J. H. Sin embargo, ¿confió en él lo suficiente para dejarle vivir en su propiedad, tener acceso a su casa, responder su teléfono?
S. A. Soy consciente de que suena estúpido, pero contemplaba su negación a hablar de su pasado como una forma de honradez. Me refiero a que si hubiera querido ocultar algo, habría sido más persuasivo construir un pasado ficticio. Pero no lo hizo. Desde una óptica inversa, eso me impresionó. De manera que sí, confiaba en él aunque se negara a hablar de su pasado.
Gurney leyó la declaración completa una segunda vez, más despacio, y luego una tercera. El relato le resultaba extraordinario tanto por lo que omitía como por lo que mencionaba. Entre los elementos que faltaban había una singular carencia de rabia. Y una ausencia asombrosa del horror visceral que en el día anterior a realizar esta declaración había hecho que el hombre saliera trastabillando de la cabaña segundos después de haber entrado en ella, gritando y derrumbándose.
¿El cambio era tan solo el resultado de una medicación? Un psiquiatra tenía fácil acceso a sedantes apropiados. ¿O se trataba de algo más que eso? Resultaba imposible saberlo por una declaración sobre el papel. Sería interesante reunirse con aquel tipo, mirarlo a los ojos, oír su voz.
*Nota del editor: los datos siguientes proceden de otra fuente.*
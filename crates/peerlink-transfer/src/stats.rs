//! Transfer rate and time-remaining estimates for progress displays.

use std::fmt;
use std::time::Duration;

/// Below this much elapsed time a rate is mostly noise.
const MIN_SAMPLE: Duration = Duration::from_millis(500);

#[derive(Debug, Clone, Copy, PartialEq)]
pub struct RateEstimate {
    /// Average bytes per second since the transfer started.
    pub bytes_per_sec: f64,
    /// `None` until there is enough data to estimate.
    pub eta: Option<Duration>,
}

impl fmt::Display for RateEstimate {
    fn fmt(&self, f: &mut fmt::Formatter<'_>) -> fmt::Result {
        write!(
            f,
            "{}/s, {} left",
            format_bytes(self.bytes_per_sec as u64),
            format_eta(self.eta)
        )
    }
}

/// Average rate and ETA from bytes moved so far.
pub fn estimate(bytes_done: u64, total_bytes: u64, elapsed: Duration) -> RateEstimate {
    if elapsed < MIN_SAMPLE || bytes_done == 0 {
        return RateEstimate {
            bytes_per_sec: 0.0,
            eta: None,
        };
    }

    let bytes_per_sec = bytes_done as f64 / elapsed.as_secs_f64();
    let remaining = total_bytes.saturating_sub(bytes_done) as f64;

    RateEstimate {
        bytes_per_sec,
        eta: Some(Duration::from_secs_f64(remaining / bytes_per_sec)),
    }
}

/// `1536` → `"1.5 KB"`.
pub fn format_bytes(bytes: u64) -> String {
    const UNITS: [&str; 5] = ["B", "KB", "MB", "GB", "TB"];
    if bytes == 0 {
        return "0 B".to_string();
    }
    let exp = ((bytes as f64).ln() / 1024f64.ln()).floor() as usize;
    let exp = exp.min(UNITS.len() - 1);
    let value = bytes as f64 / 1024f64.powi(exp as i32);
    let rounded = (value * 100.0).round() / 100.0;
    format!("{} {}", rounded, UNITS[exp])
}

/// `95s` → `"1m 35s"`, unknown → `"--:--"`.
pub fn format_eta(eta: Option<Duration>) -> String {
    let Some(eta) = eta.filter(|d| !d.is_zero()) else {
        return "--:--".to_string();
    };
    let secs = eta.as_secs_f64().round() as u64;
    if secs < 60 {
        return format!("{}s", secs);
    }
    let minutes = secs / 60;
    if minutes < 60 {
        return format!("{}m {}s", minutes, secs % 60);
    }
    format!("{}h {}m", minutes / 60, minutes % 60)
}
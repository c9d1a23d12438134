//! Application questions as served by the CMS, normalized into one ordered list.
//!
//! A fetch that yields nothing usable leaves the wizard on the legacy
//! free-text question.

use std::cmp::Ordering;

use serde_json::{Map, Value};

/// A CMS-authored prompt for step 3 of the wizard.
#[derive(Clone, Debug, PartialEq)]
pub struct Question {
    pub id: Option<String>,
    pub key: String,
    pub text: String,
    pub suggested_answer: Option<String>,
    pub required: bool,
    pub order: f64,
    pub is_active: bool,
}

/// Where step 3 gets its prompts from.
#[derive(Clone, Debug, Default, PartialEq)]
pub enum QuestionSource {
    Dynamic(Vec<Question>),
    /// The CMS returned nothing usable; a single free-text field is asked instead.
    #[default]
    Legacy,
}

impl From<Vec<Question>> for QuestionSource {
    fn from(questions: Vec<Question>) -> Self {
        if questions.is_empty() {
            QuestionSource::Legacy
        } else {
            QuestionSource::Dynamic(questions)
        }
    }
}

impl QuestionSource {
    pub fn questions(&self) -> &[Question] {
        match self {
            QuestionSource::Dynamic(questions) => questions,
            QuestionSource::Legacy => &[],
        }
    }

    pub fn is_dynamic(&self) -> bool {
        matches!(self, QuestionSource::Dynamic(_))
    }
}

fn truthy(value: &Value) -> bool {
    match value {
        Value::Null => false,
        Value::Bool(b) => *b,
        Value::Number(n) => n.as_f64().map_or(false, |f| f != 0.0 && !f.is_nan()),
        Value::String(s) => !s.is_empty(),
        Value::Array(_) | Value::Object(_) => true,
    }
}

/// Missing or null flags count as set.
fn flag(item: &Map<String, Value>, key: &str) -> bool {
    match item.get(key) {
        None | Some(Value::Null) => true,
        Some(value) => truthy(value),
    }
}

fn text(value: &Value) -> Option<String> {
    match value {
        Value::String(s) if !s.is_empty() => Some(s.clone()),
        Value::Number(n) => Some(n.to_string()),
        _ => None,
    }
}

fn first_text(item: &Map<String, Value>, keys: &[&str]) -> Option<String> {
    keys.iter().find_map(|key| item.get(*key).and_then(text))
}

fn order(item: &Map<String, Value>, index: usize) -> f64 {
    let parsed = match item.get("order") {
        Some(Value::Number(n)) => n.as_f64(),
        Some(Value::String(s)) if s.trim().is_empty() => Some(0.0),
        Some(Value::String(s)) => s.trim().parse::<f64>().ok(),
        Some(Value::Bool(b)) => Some(if *b { 1.0 } else { 0.0 }),
        _ => None,
    };
    parsed.filter(|f| f.is_finite()).unwrap_or(index as f64)
}

fn normalize_question(item: &Map<String, Value>, index: usize) -> Question {
    let id = ["id", "pk"]
        .iter()
        .find_map(|key| item.get(*key).filter(|v| !v.is_null()))
        .and_then(|v| match v {
            Value::String(s) => Some(s.clone()),
            other => text(other),
        });

    let key = first_text(item, &["key", "slug"]).unwrap_or_else(|| match &id {
        Some(id) => format!("q_{}", id),
        None => format!("q_{}", index + 1),
    });

    Question {
        key,
        id,
        text: first_text(item, &["question_text", "question", "text"]).unwrap_or_default(),
        suggested_answer: first_text(item, &["suggested_answer", "placeholder", "hint"]),
        required: flag(item, "required"),
        order: order(item, index),
        is_active: flag(item, "is_active"),
    }
}

/// Normalizes the body of the questions endpoint.
///
/// Accepts `{items: [...]}` or `{questions: [...]}`. Inactive and blank
/// prompts are dropped and the rest are sorted by `order`, keeping the CMS
/// order for ties.
pub fn normalize_questions(body: &Value) -> Vec<Question> {
    let raw = ["items", "questions"]
        .iter()
        .find_map(|key| body.get(*key).filter(|v| truthy(v)));

    let Some(Value::Array(items)) = raw else {
        return Vec::new();
    };

    let mut questions: Vec<Question> = items
        .iter()
        .enumerate()
        .filter_map(|(index, item)| item.as_object().map(|obj| normalize_question(obj, index)))
        .filter(|q| q.is_active && !q.text.trim().is_empty())
        .collect();

    questions.sort_by(|a, b| a.order.partial_cmp(&b.order).unwrap_or(Ordering::Equal));
    questions
}

#[cfg(test)]
mod tests {
    use super::*;
    use pretty_assertions::assert_eq;
    use serde_json::json;

    #[test]
    fn items_are_normalized_with_defaults() {
        let body = json!({
            "items": [
                { "id": 7, "key": "materiale", "question_text": "Ce materiale folosește?", "suggested_answer": "Acuarelă..." }
            ]
        });

        assert_eq!(
            normalize_questions(&body),
            vec![Question {
                id: Some("7".into()),
                key: "materiale".into(),
                text: "Ce materiale folosește?".into(),
                suggested_answer: Some("Acuarelă...".into()),
                required: true,
                order: 0.0,
                is_active: true,
            }]
        );
    }

    #[test]
    fn alternate_field_names_are_accepted() {
        let body = json!({
            "questions": [
                { "pk": 3, "slug": "pasiuni", "question": "Ce îi place?", "placeholder": "Desen", "required": false },
                { "text": "Fără cheie" }
            ]
        });

        let questions = normalize_questions(&body);
        assert_eq!(questions.len(), 2);
        assert_eq!(questions[0].key, "pasiuni");
        assert_eq!(questions[0].id.as_deref(), Some("3"));
        assert_eq!(questions[0].suggested_answer.as_deref(), Some("Desen"));
        assert!(!questions[0].required);
        assert_eq!(questions[1].key, "q_2");
        assert_eq!(questions[1].id, None);
    }

    #[test]
    fn key_falls_back_to_id() {
        let body = json!({ "items": [{ "id": 12, "key": "", "question_text": "Q" }] });
        assert_eq!(normalize_questions(&body)[0].key, "q_12");
    }

    #[test]
    fn inactive_and_blank_questions_are_dropped() {
        let body = json!({
            "items": [
                null,
                { "key": "a", "question_text": "   " },
                { "key": "b", "question_text": "Inactivă", "is_active": false },
                { "key": "c", "question_text": "Activă", "is_active": null },
                "not an object"
            ]
        });

        let keys: Vec<String> = normalize_questions(&body).into_iter().map(|q| q.key).collect();
        assert_eq!(keys, vec!["c".to_string()]);
    }

    #[test]
    fn questions_are_sorted_by_order_keeping_ties_stable() {
        let body = json!({
            "items": [
                { "key": "third", "question_text": "3", "order": 5 },
                { "key": "first", "question_text": "1", "order": "1" },
                { "key": "tie_a", "question_text": "2a", "order": 2 },
                { "key": "tie_b", "question_text": "2b", "order": 2 }
            ]
        });

        let keys: Vec<String> = normalize_questions(&body).into_iter().map(|q| q.key).collect();
        assert_eq!(keys, vec!["first", "tie_a", "tie_b", "third"]);
    }

    #[test]
    fn missing_or_malformed_lists_yield_nothing() {
        assert!(normalize_questions(&json!({})).is_empty());
        assert!(normalize_questions(&json!({ "items": "nope" })).is_empty());
        assert!(normalize_questions(&Value::Null).is_empty());
    }

    #[test]
    fn empty_question_list_means_legacy_source() {
        assert_eq!(QuestionSource::from(Vec::new()), QuestionSource::Legacy);
        assert!(!QuestionSource::Legacy.is_dynamic());
        assert!(QuestionSource::Legacy.questions().is_empty());
    }
}
use yew::prelude::*;
use yew_router::prelude::*;

use crate::Route;

#[function_component(NotFound)]
pub fn not_found() -> Html {
    html! {
        <section class="not-found">
            <p class="section-label">{"( 404 )"}</p>
            <h1>{"Pagina nu a fost găsită."}</h1>
            <Link<Route> to={Route::Home} classes="journal-all-link">
                {"← ÎNAPOI ACASĂ"}
            </Link<Route>>
        </section>
    }
}
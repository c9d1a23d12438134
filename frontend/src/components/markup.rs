use log::warn;
use yew::prelude::*;

/// Renders lines separated by `<br/>`.
pub fn line_breaks(lines: &[String]) -> Html {
    html! {
        { for lines.iter().enumerate().map(|(i, line)| html! {
            <>
                if i > 0 { <br/> }
                { line.clone() }
            </>
        }) }
    }
}

/// Wraps trusted CMS markup in a `<div>` so it can be mounted as-is.
pub fn raw_html(class: &'static str, markup: &str) -> Html {
    let Some(document) = web_sys::window().and_then(|w| w.document()) else {
        return html! {};
    };
    match document.create_element("div") {
        Ok(element) => {
            element.set_class_name(class);
            element.set_inner_html(markup);
            Html::VRef(element.into())
        }
        Err(e) => {
            warn!("Could not create article body element: {:?}", e);
            html! {}
        }
    }
}
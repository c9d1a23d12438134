use yew::prelude::*;

use crate::content::main_page::TestimonialsContent;

#[derive(Properties, PartialEq)]
pub struct TestimonialsProps {
    pub content: TestimonialsContent,
}

#[function_component(Testimonials)]
pub fn testimonials(props: &TestimonialsProps) -> Html {
    let content = &props.content;

    html! {
        <section id="testimoniale" class="testimonials-section">
            <h2>{ &content.title }</h2>
            <div class="testimonials-grid">
                { for content.items.iter().map(|item| html! {
                    <figure class="testimonial">
                        <blockquote>{ format!("„{}”", item.quote) }</blockquote>
                        <figcaption>
                            <span class="testimonial-name">{ &item.name }</span>
                            if !item.role.is_empty() {
                                <span class="testimonial-role">{ &item.role }</span>
                            }
                        </figcaption>
                    </figure>
                }) }
            </div>
            <style>{TESTIMONIALS_CSS}</style>
        </section>
    }
}

const TESTIMONIALS_CSS: &str = r#"
.testimonials-section {
    max-width: 80rem;
    margin: 0 auto;
    padding: 7rem 1.5rem;
}
.testimonials-section h2 {
    font-size: clamp(2.25rem, 5vw, 3.75rem);
    font-weight: 600;
}
.testimonials-grid {
    display: grid;
    grid-template-columns: repeat(auto-fit, minmax(18rem, 1fr));
    gap: 1.5rem;
    margin-top: 3rem;
}
.testimonial {
    margin: 0;
    padding: 2rem;
    border: 1px solid rgba(0, 0, 0, 0.08);
    border-radius: 2rem;
    background: rgba(255, 255, 255, 0.6);
}
.testimonial blockquote {
    margin: 0;
    font-size: 1.125rem;
    line-height: 1.7;
    font-style: italic;
}
.testimonial figcaption {
    display: flex;
    flex-direction: column;
    margin-top: 1.5rem;
}
.testimonial-name {
    font-weight: 600;
}
.testimonial-role {
    color: #78716c;
    font-size: 0.8rem;
    letter-spacing: 0.08em;
}
"#;
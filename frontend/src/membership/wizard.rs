//! Step state machine of the membership application.
//!
//! Steps 1-4 collect input, `Submitted` is terminal. Moving forward requires
//! the current step to validate; moving back is allowed until the application
//! is in flight. Neither direction moves while a submission is pending.

use std::collections::BTreeSet;

use log::warn;

use crate::api::error::CmsError;
use crate::api::traits::MembershipApi;
use crate::membership::form::{ApplicationForm, Field};
use crate::membership::payload::{ApplicationPayload, QaItem, APPLICATION_SOURCE};
use crate::membership::questions::{Question, QuestionSource};
use crate::membership::validation::{validate, ValidationErrors};

pub const SUBMIT_REJECTED_MESSAGE: &str = "Nu am putut trimite aplicația. Încearcă din nou.";
pub const SUBMIT_FAILED_MESSAGE: &str = "A apărut o eroare la trimitere.";

pub const LEGACY_QUESTION: &str = "Descrieți relația copilului cu arta până în prezent";

#[derive(Clone, Copy, Debug, PartialEq, Eq, PartialOrd, Ord, Hash)]
pub enum Step {
    ParentDetails,
    ChildDetails,
    Questions,
    Expectations,
    Submitted,
}

impl Step {
    /// The steps that hold inputs, in order.
    pub const FORM_STEPS: [Step; 4] = [
        Step::ParentDetails,
        Step::ChildDetails,
        Step::Questions,
        Step::Expectations,
    ];

    pub fn number(self) -> u8 {
        match self {
            Step::ParentDetails => 1,
            Step::ChildDetails => 2,
            Step::Questions => 3,
            Step::Expectations => 4,
            Step::Submitted => 5,
        }
    }

    fn next(self) -> Step {
        match self {
            Step::ParentDetails => Step::ChildDetails,
            Step::ChildDetails => Step::Questions,
            Step::Questions | Step::Expectations => Step::Expectations,
            Step::Submitted => Step::Submitted,
        }
    }

    fn previous(self) -> Step {
        match self {
            Step::ParentDetails | Step::ChildDetails => Step::ParentDetails,
            Step::Questions => Step::ChildDetails,
            Step::Expectations => Step::Questions,
            Step::Submitted => Step::Submitted,
        }
    }

    /// Width of the progress bar, 0 on the first step and 100 from the last one on.
    pub fn progress_percent(self) -> u32 {
        let n = u32::from(self.number().clamp(1, 4));
        (n - 1) * 100 / 3
    }
}

#[derive(Clone, Debug, PartialEq)]
pub struct Wizard {
    form: ApplicationForm,
    source: QuestionSource,
    step: Step,
    touched: BTreeSet<Field>,
    submitting: bool,
    submit_error: Option<String>,
}

impl Default for Wizard {
    fn default() -> Self {
        Self::new()
    }
}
Al menos el fragmento de la declaración que se refería a la ausencia de muebles en la cabaña y a la insistencia de Flores en mantenerla de esa manera respondía en parte al misterio de que no se mencionara nada de ello en el informe de pruebas; en parte, pero no del todo. No explicaba por qué no había ropa ni zapatos ni productos de higiene personal. No explicaba qué había ocurrido con el ordenador. O por qué, si había prescindido de todos sus objetos personales, Flores se había dejado un par de botas.
La mirada de Gurney vagó sobre las pilas de documentos dispuestos delante de él. Recordaba haber visto antes no solo un informe de incidente, el referido al asesinato, sino dos, y se preguntaba por qué. Estiró el brazo y sacó el segundo de debajo del primero.
Era del Departamento de Policía de Tambury Village en respuesta a una llamada recibida a las 16.45 del 17 de mayo de 2009; justo una semana después del crimen. El demandante constaba como doctor Scott Ashton del 42 de Badger Lane, Tambury, Nueva York. El informe fue presentado por el sargento Keith Garbelly. Se señalaba que se había enviado copia al Departamento de Investigación Criminal en la comisaría regional de la Policía del estado a la atención del investigador jefe J. Hardwick. Gurney supuso que lo que estaba leyendo era una copia de esa copia.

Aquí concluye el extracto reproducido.